Ben (Idris Elba) and Alex (Kate Winslet) are strangers who have the same problem. Their flights have been canceled and they have important places to be. He’s a surgeon. She’s a journalism photographer who is getting married. They share a single engine propeller plane to fly over the mountains and into the Denver airport. Unfortunately, the pilot suffers a stroke and the plane goes down, stranding Ben, Kate, and the pilot’s helpful labrador in the mountains. They’ll have to rely upon one another to survive in a hostile wilderness and seek rescue when nobody knows where they may be.

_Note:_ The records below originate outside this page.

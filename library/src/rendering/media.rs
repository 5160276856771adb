//! Boundary to the external media library.
//!
//! The engine never opens media itself. It asks a [`MediaProvider`] for a handle at the
//! requested quality tier and copies that handle into the render plan.

use std::collections::HashMap;
use std::sync::RwLock;

use serde::{Deserialize, Serialize};
use thiserror::Error;

use crate::model::ids::MediaId;

#[derive(Serialize, Deserialize, Clone, Copy, PartialEq, Eq, Hash, Debug, Default)]
#[serde(rename_all = "snake_case")]
pub enum QualityTier {
    /// Low resolution representation used for interactive preview.
    #[default]
    Proxy,
    /// Full quality source used for export.
    Original,
}

impl std::str::FromStr for QualityTier {
    type Err = String;

    fn from_str(s: &str) -> Result<Self, Self::Err> {
        match s {
            "proxy" => Ok(QualityTier::Proxy),
            "original" => Ok(QualityTier::Original),
            other => Err(format!("unknown quality tier '{other}'")),
        }
    }
}

/// Opaque locator handed to the processing engine.
#[derive(Serialize, Deserialize, Clone, PartialEq, Eq, Hash, Debug)]
pub struct MediaHandle {
    pub media_id: MediaId,
    pub tier: QualityTier,
    pub uri: String,
}

#[derive(Error, Debug, Clone, Copy, PartialEq, Eq)]
#[error("media {0} not found")]
pub struct MediaNotFound(pub MediaId);

pub trait MediaProvider: Send + Sync {
    fn resolve_media(&self, media_id: MediaId, tier: QualityTier) -> Result<MediaHandle, MediaNotFound>;
}

#[derive(Clone, Debug)]
struct MediaEntry {
    original: String,
    proxy: Option<String>,
}

/// Thread-safe in-memory catalogue. Items can be evicted while plans are being resolved;
/// later queries then report the reference as broken.
#[derive(Debug, Default)]
pub struct InMemoryMediaLibrary {
    items: RwLock<HashMap<MediaId, MediaEntry>>,
}

impl InMemoryMediaLibrary {
    pub fn new() -> Self {
        Self::default()
    }

    pub fn insert(&self, media_id: MediaId, original: impl Into<String>, proxy: Option<String>) {
        let entry = MediaEntry {
            original: original.into(),
            proxy,
        };
        match self.items.write() {
            Ok(mut items) => {
                items.insert(media_id, entry);
            }
            Err(poisoned) => {
                poisoned.into_inner().insert(media_id, entry);
            }
        }
    }

    pub fn remove(&self, media_id: MediaId) -> bool {
        match self.items.write() {
            Ok(mut items) => items.remove(&media_id).is_some(),
            Err(poisoned) => poisoned.into_inner().remove(&media_id).is_some(),
        }
    }

    pub fn len(&self) -> usize {
        self.items.read().map(|items| items.len()).unwrap_or(0)
    }

    pub fn is_empty(&self) -> bool {
        self.len() == 0
    }
}

impl MediaProvider for InMemoryMediaLibrary {
    fn resolve_media(&self, media_id: MediaId, tier: QualityTier) -> Result<MediaHandle, MediaNotFound> {
        let items = match self.items.read() {
            Ok(items) => items,
            Err(poisoned) => poisoned.into_inner(),
        };
        let entry = items.get(&media_id).ok_or(MediaNotFound(media_id))?;
        let uri = match (tier, &entry.proxy) {
            (QualityTier::Proxy, Some(proxy)) => proxy.clone(),
            (QualityTier::Proxy, None) => {
                log::debug!("No proxy for {}, falling back to original", media_id);
                entry.original.clone()
            }
            (QualityTier::Original, _) => entry.original.clone(),
        };
        Ok(MediaHandle {
            media_id,
            tier,
            uri,
        })
    }
}

/// Resolves every id by substituting `{media}` and `{tier}` into a URI template.
#[derive(Clone, Debug)]
pub struct UriTemplateProvider {
    template: String,
}

impl UriTemplateProvider {
    pub fn new(template: impl Into<String>) -> Self {
        Self {
            template: template.into(),
        }
    }
}

impl MediaProvider for UriTemplateProvider {
    fn resolve_media(&self, media_id: MediaId, tier: QualityTier) -> Result<MediaHandle, MediaNotFound> {
        let tier_name = match tier {
            QualityTier::Proxy => "proxy",
            QualityTier::Original => "original",
        };
        let uri = self
            .template
            .replace("{media}", &media_id.as_uuid().to_string())
            .replace("{tier}", tier_name);
        Ok(MediaHandle {
            media_id,
            tier,
            uri,
        })
    }
}

#[cfg(test)]
mod tests {
    use super::*;

    #[test]
    fn proxy_falls_back_to_original() {
        let library = InMemoryMediaLibrary::new();
        let id = MediaId::new_v4();
        library.insert(id, "file:///a.mov", None);
        let handle = library.resolve_media(id, QualityTier::Proxy).unwrap();
        assert_eq!(handle.uri, "file:///a.mov");
        assert_eq!(handle.tier, QualityTier::Proxy);
    }

    #[test]
    fn evicted_media_is_not_found() {
        let library = InMemoryMediaLibrary::new();
        let id = MediaId::new_v4();
        library.insert(id, "a", Some("a_proxy".to_string()));
        assert!(library.remove(id));
        assert_eq!(
            library.resolve_media(id, QualityTier::Original),
            Err(MediaNotFound(id))
        );
    }
}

Watching pretty people endure hardships and persevere is as old a story as Hollywood, and The Mountain Between Us fails on so many levels, but none more so than chemistry. Elba and Winslet are meant to fall in love with one another over the course of their struggles and it is that love, we are told, that was the real key to their survival. If that sounds like Nicholas Sparks dribble, you’re on the right track, as the source material was very much a romance story. I’m sure the characters had to be better established and the romance felt more organic than what we get in the movie. I think the setup is an interesting place to start: two strangers who rely upon each other for survival and that co-dependence transforms into something they deem to be love. However, we don’t really get much in the way of the consequences of this except for an extended coda that doesn’t feel like nearly enough. Other than a spur-of-the-moment sex scene the movie doesn’t dwell on this looming romantic relationship in any way other than glances of gratitude. We hardly know anything about these characters before they are in a plane crash, and from there the survival against the elements takes precedence. Winslet spends most of the movie laying down and needing to be taken care of. If this movie needs to survive on their romance then it was doomed at casting. Granted, there is nil in the way of characterization and plot development for them to work with as well. At no point do you feel any emotional connection or even any sort of sensual heat between them. They seem far more irritated and put-upon by one another, but that’s supposed to melt away into something deeper and meaningful, though it never does. These are two talented actors but whoa do they not work together (other pairings were going to be Michael Fassbender and Margot Robbie, Charlie Hunnam and Rosamund Pike). Let this film be a lesson to everyone about the importance of hiring the right actors.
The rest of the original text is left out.